- ABOUT THIS EXERCISE:
Your task is to filter the data below down to the lines holding "trimmed".

- RECORDS FOR THIS EXERCISE:
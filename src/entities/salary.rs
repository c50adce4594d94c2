//! Monthly salary slips

use crate::core::error::ValidationError;
use crate::core::resource::{FormMode, FormValues, NameIndex, Resource, ResourceKind};
use crate::core::validation::{FormReader, filters};
use crate::report::format::{money, short_date};
use crate::report::tabular::Tabular;
use chrono::{DateTime, Utc};
use serde::{Deserialize, Serialize};

/// A salary slip. `total_pay` is fixed at save time as `base_pay + bonus`
/// and is not recomputed when read back.
#[derive(Debug, Clone, PartialEq, Serialize, Deserialize)]
#[serde(rename_all = "camelCase")]
pub struct Salary {
    pub name: String,
    pub base_pay: f64,
    pub bonus: f64,
    pub total_pay: f64,
    pub work_days: u32,
    pub date: DateTime<Utc>,
    pub phone: String,
}

impl Resource for Salary {
    const KIND: ResourceKind = ResourceKind::Salary;

    fn blank_form() -> FormValues {
        FormValues::new()
            .with("name", "")
            .with("basePay", "")
            .with("bonus", "0")
            .with("workDays", "")
            .with("date", "")
            .with("phone", "")
    }

    fn to_form(&self) -> FormValues {
        FormValues::new()
            .with("name", self.name.as_str())
            .with("basePay", filters::number_to_input(self.base_pay))
            .with("bonus", filters::number_to_input(self.bonus))
            .with("workDays", self.work_days.to_string())
            .with("date", self.date.to_rfc3339())
            .with("phone", self.phone.as_str())
    }

    fn from_form(form: &FormValues, _mode: FormMode) -> Result<Self, ValidationError> {
        let mut r = FormReader::new(form);
        let base_pay = r.amount("basePay");
        let bonus = r.amount("bonus");
        let salary = Salary {
            name: r.text("name"),
            base_pay,
            bonus,
            total_pay: base_pay + bonus,
            work_days: r.count("workDays"),
            date: r.date("date"),
            phone: r.text("phone"),
        };
        r.finish(salary)
    }

    fn search_keys(&self, _index: &NameIndex) -> Vec<String> {
        vec![self.name.clone()]
    }

    fn label(&self) -> String {
        self.name.clone()
    }

    fn amount(&self, column: &str) -> Option<f64> {
        match column {
            "basePay" => Some(self.base_pay),
            "bonus" => Some(self.bonus),
            "totalPay" => Some(self.total_pay),
            _ => None,
        }
    }
}

impl Tabular for Salary {
    fn report_title() -> &'static str {
        "Salary Report"
    }

    fn columns() -> &'static [&'static str] {
        &[
            "Name",
            "Base Pay",
            "Bonus",
            "Total Pay",
            "Work Days",
            "Date",
            "Phone",
        ]
    }

    fn row(&self, _index: &NameIndex) -> Vec<String> {
        vec![
            self.name.clone(),
            money(self.base_pay),
            money(self.bonus),
            money(self.total_pay),
            self.work_days.to_string(),
            short_date(&self.date),
            self.phone.clone(),
        ]
    }
}
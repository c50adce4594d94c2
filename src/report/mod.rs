//! Report generation
//!
//! Reports are built as a [`Document`] of pages and blocks from the visible
//! collection, then handed to a [`Renderer`](render::Renderer) that lays them
//! out and writes the file. Building never touches the network or the disk.

pub mod format;
pub mod render;
pub mod stats;
pub mod tabular;

pub use render::{Renderer, TextRenderer};
pub use stats::{CategoryTotal, ExpenseSummary, statistical_report};
pub use tabular::{Tabular, tabular_report};

/// One piece of page content
#[derive(Debug, Clone, PartialEq)]
pub enum Block {
    Heading(String),
    Text(String),
    Table {
        head: Vec<String>,
        rows: Vec<Vec<String>>,
    },
}

#[derive(Debug, Clone, Default, PartialEq)]
pub struct Page {
    pub blocks: Vec<Block>,
}

impl Page {
    pub fn new() -> Self {
        Self::default()
    }

    pub fn heading(mut self, text: impl Into<String>) -> Self {
        self.blocks.push(Block::Heading(text.into()));
        self
    }

    pub fn text(mut self, text: impl Into<String>) -> Self {
        self.blocks.push(Block::Text(text.into()));
        self
    }

    pub fn table(mut self, head: &[&str], rows: Vec<Vec<String>>) -> Self {
        self.blocks.push(Block::Table {
            head: head.iter().map(|h| h.to_string()).collect(),
            rows,
        });
        self
    }

    /// All text and heading lines on the page
    pub fn lines(&self) -> impl Iterator<Item = &str> {
        self.blocks.iter().filter_map(|block| match block {
            Block::Heading(text) | Block::Text(text) => Some(text.as_str()),
            Block::Table { .. } => None,
        })
    }

    /// Rows of the first table on the page
    pub fn first_table(&self) -> Option<&[Vec<String>]> {
        self.blocks.iter().find_map(|block| match block {
            Block::Table { rows, .. } => Some(rows.as_slice()),
            _ => None,
        })
    }
}

/// A paginated report, ready to render
#[derive(Debug, Clone, PartialEq)]
pub struct Document {
    pub file_name: String,
    pub pages: Vec<Page>,
}

impl Document {
    pub fn new(file_name: impl Into<String>) -> Self {
        Self {
            file_name: file_name.into(),
            pages: Vec::new(),
        }
    }

    pub fn page(mut self, page: Page) -> Self {
        self.pages.push(page);
        self
    }

    pub fn page_count(&self) -> usize {
        self.pages.len()
    }
}

#[cfg(test)]
mod tests {
    use super::*;

    #[test]
    fn test_page_builder_keeps_block_order() {
        let page = Page::new()
            .heading("Title")
            .text("line")
            .table(&["A"], vec![vec!["1".to_string()]]);

        assert_eq!(page.lines().collect::<Vec<_>>(), vec!["Title", "line"]);
        assert_eq!(page.first_table(), Some(&[vec!["1".to_string()]][..]));
    }

    #[test]
    fn test_document_pages() {
        let doc = Document::new("x_report.txt").page(Page::new()).page(Page::new());
        assert_eq!(doc.page_count(), 2);
        assert_eq!(doc.file_name, "x_report.txt");
    }
}
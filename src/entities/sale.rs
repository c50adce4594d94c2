//! Product sales

use crate::core::error::ValidationError;
use crate::core::resource::{FormMode, FormValues, NameIndex, RecordId, Resource, ResourceKind};
use crate::core::validation::{FormReader, filters};
use crate::report::format::{money, short_date};
use crate::report::tabular::Tabular;
use chrono::{DateTime, Utc};
use serde::{Deserialize, Serialize};

/// Shown wherever a sale points at a product we could not resolve
pub const UNKNOWN_PRODUCT: &str = "Unknown";

/// A sale of some volume of one product.
///
/// `product_id` refers to a [`Product`](super::Product); the name is
/// resolved client-side through a [`NameIndex`].
#[derive(Debug, Clone, PartialEq, Serialize, Deserialize)]
#[serde(rename_all = "camelCase")]
pub struct Sale {
    pub product_id: RecordId,
    pub volume: u32,
    pub total_sale_price: f64,
    pub payment_method: String,
    pub date: DateTime<Utc>,
}

impl Sale {
    /// Product name through the index, or "Unknown"
    pub fn product_name<'a>(&self, index: &'a NameIndex) -> &'a str {
        index.get(&self.product_id).unwrap_or(UNKNOWN_PRODUCT)
    }
}

impl Resource for Sale {
    const KIND: ResourceKind = ResourceKind::Sale;

    fn blank_form() -> FormValues {
        FormValues::new()
            .with("productId", "")
            .with("volume", "")
            .with("totalSalePrice", "")
            .with("paymentMethod", "")
            .with("date", "")
    }

    fn to_form(&self) -> FormValues {
        FormValues::new()
            .with("productId", self.product_id.as_str())
            .with("volume", self.volume.to_string())
            .with("totalSalePrice", filters::number_to_input(self.total_sale_price))
            .with("paymentMethod", self.payment_method.as_str())
            .with("date", self.date.to_rfc3339())
    }

    fn from_form(form: &FormValues, _mode: FormMode) -> Result<Self, ValidationError> {
        let mut r = FormReader::new(form);
        let sale = Sale {
            product_id: RecordId::new(r.text("productId")),
            volume: r.count("volume"),
            total_sale_price: r.amount("totalSalePrice"),
            payment_method: r.text("paymentMethod"),
            date: r.date("date"),
        };
        r.finish(sale)
    }

    fn search_keys(&self, index: &NameIndex) -> Vec<String> {
        index
            .get(&self.product_id)
            .map(|name| vec![name.to_string()])
            .unwrap_or_default()
    }

    fn label(&self) -> String {
        self.product_id.to_string()
    }

    fn amount(&self, column: &str) -> Option<f64> {
        match column {
            "volume" => Some(f64::from(self.volume)),
            "totalSalePrice" => Some(self.total_sale_price),
            _ => None,
        }
    }
}

impl Tabular for Sale {
    fn report_title() -> &'static str {
        "Sales Report"
    }

    fn columns() -> &'static [&'static str] {
        &[
            "Product",
            "Volume",
            "Total Sale Price",
            "Payment Method",
            "Date",
        ]
    }

    fn row(&self, index: &NameIndex) -> Vec<String> {
        vec![
            self.product_name(index).to_string(),
            self.volume.to_string(),
            money(self.total_sale_price),
            self.payment_method.clone(),
            short_date(&self.date),
        ]
    }
}
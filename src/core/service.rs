//! Client trait for resource collections

use crate::core::error::TransportError;
use crate::core::resource::{Record, RecordId, Resource};
use async_trait::async_trait;
use std::fmt;

/// The four calls a resource client can make
#[derive(Debug, Clone, Copy, PartialEq, Eq, Hash)]
pub enum Operation {
    List,
    Create,
    Update,
    Delete,
}

impl Operation {
    pub fn as_str(&self) -> &'static str {
        match self {
            Operation::List => "list",
            Operation::Create => "create",
            Operation::Update => "update",
            Operation::Delete => "delete",
        }
    }
}

impl fmt::Display for Operation {
    fn fmt(&self, f: &mut fmt::Formatter<'_>) -> fmt::Result {
        f.write_str(self.as_str())
    }
}

/// Client for one REST collection endpoint
///
/// Implementations talk to `/<resource>`. The server owns identifiers and is
/// the authority on the collection; a failed call is reported as-is and never
/// retried.
#[async_trait]
pub trait ResourceClient<R: Resource>: Send + Sync {
    /// Fetch the whole collection, in server order
    async fn list(&self) -> Result<Vec<Record<R>>, TransportError>;

    /// Create a record; the server assigns the id
    async fn create(&self, payload: &R) -> Result<Record<R>, TransportError>;

    /// Replace the record stored under `id`
    async fn update(&self, id: &RecordId, payload: &R) -> Result<Record<R>, TransportError>;

    /// Delete a record by id
    async fn delete(&self, id: &RecordId) -> Result<(), TransportError>;
}

#[async_trait]
impl<R, C> ResourceClient<R> for std::sync::Arc<C>
where
    R: Resource,
    C: ResourceClient<R> + ?Sized,
{
    async fn list(&self) -> Result<Vec<Record<R>>, TransportError> {
        (**self).list().await
    }

    async fn create(&self, payload: &R) -> Result<Record<R>, TransportError> {
        (**self).create(payload).await
    }

    async fn update(&self, id: &RecordId, payload: &R) -> Result<Record<R>, TransportError> {
        (**self).update(id, payload).await
    }

    async fn delete(&self, id: &RecordId) -> Result<(), TransportError> {
        (**self).delete(id).await
    }
}
//! Reusable input filters
//!
//! These filters normalize raw form input before or after validation

/// Filter: trim whitespace from string
pub fn trim() -> impl Fn(&str) -> String + Send + Sync + Clone {
    |value: &str| value.trim().to_string()
}

/// Filter: trimmed value, or `None` when nothing is left
pub fn blank_to_none() -> impl Fn(&str) -> Option<String> + Send + Sync + Clone {
    |value: &str| {
        let trimmed = value.trim();
        if trimmed.is_empty() {
            None
        } else {
            Some(trimmed.to_string())
        }
    }
}

/// Filter: render a number the way a form field shows it (`12`, `12.5`)
pub fn number_to_input(value: f64) -> String {
    // f64's Display already drops a trailing ".0"
    value.to_string()
}
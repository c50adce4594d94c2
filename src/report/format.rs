//! Value formatting shared by every report

use chrono::{DateTime, Utc};

/// Currency amount with exactly two decimals
pub fn money(value: f64) -> String {
    format!("{:.2}", value)
}

/// Currency amount with a `$` prefix, as used in summary lines
pub fn dollars(value: f64) -> String {
    format!("${:.2}", value)
}

/// Percentage with two decimals and a literal `%`
pub fn percent(value: f64) -> String {
    format!("{:.2}%", value)
}

pub fn short_date(date: &DateTime<Utc>) -> String {
    date.format("%Y-%m-%d").to_string()
}

pub fn timestamp(date: &DateTime<Utc>) -> String {
    date.format("%Y-%m-%d %H:%M:%S").to_string()
}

- RESULT:
/// Filter: trimmed value, or `None` when nothing is left
        let trimmed = value.trim();
        if trimmed.is_empty() {
            Some(trimmed.to_string())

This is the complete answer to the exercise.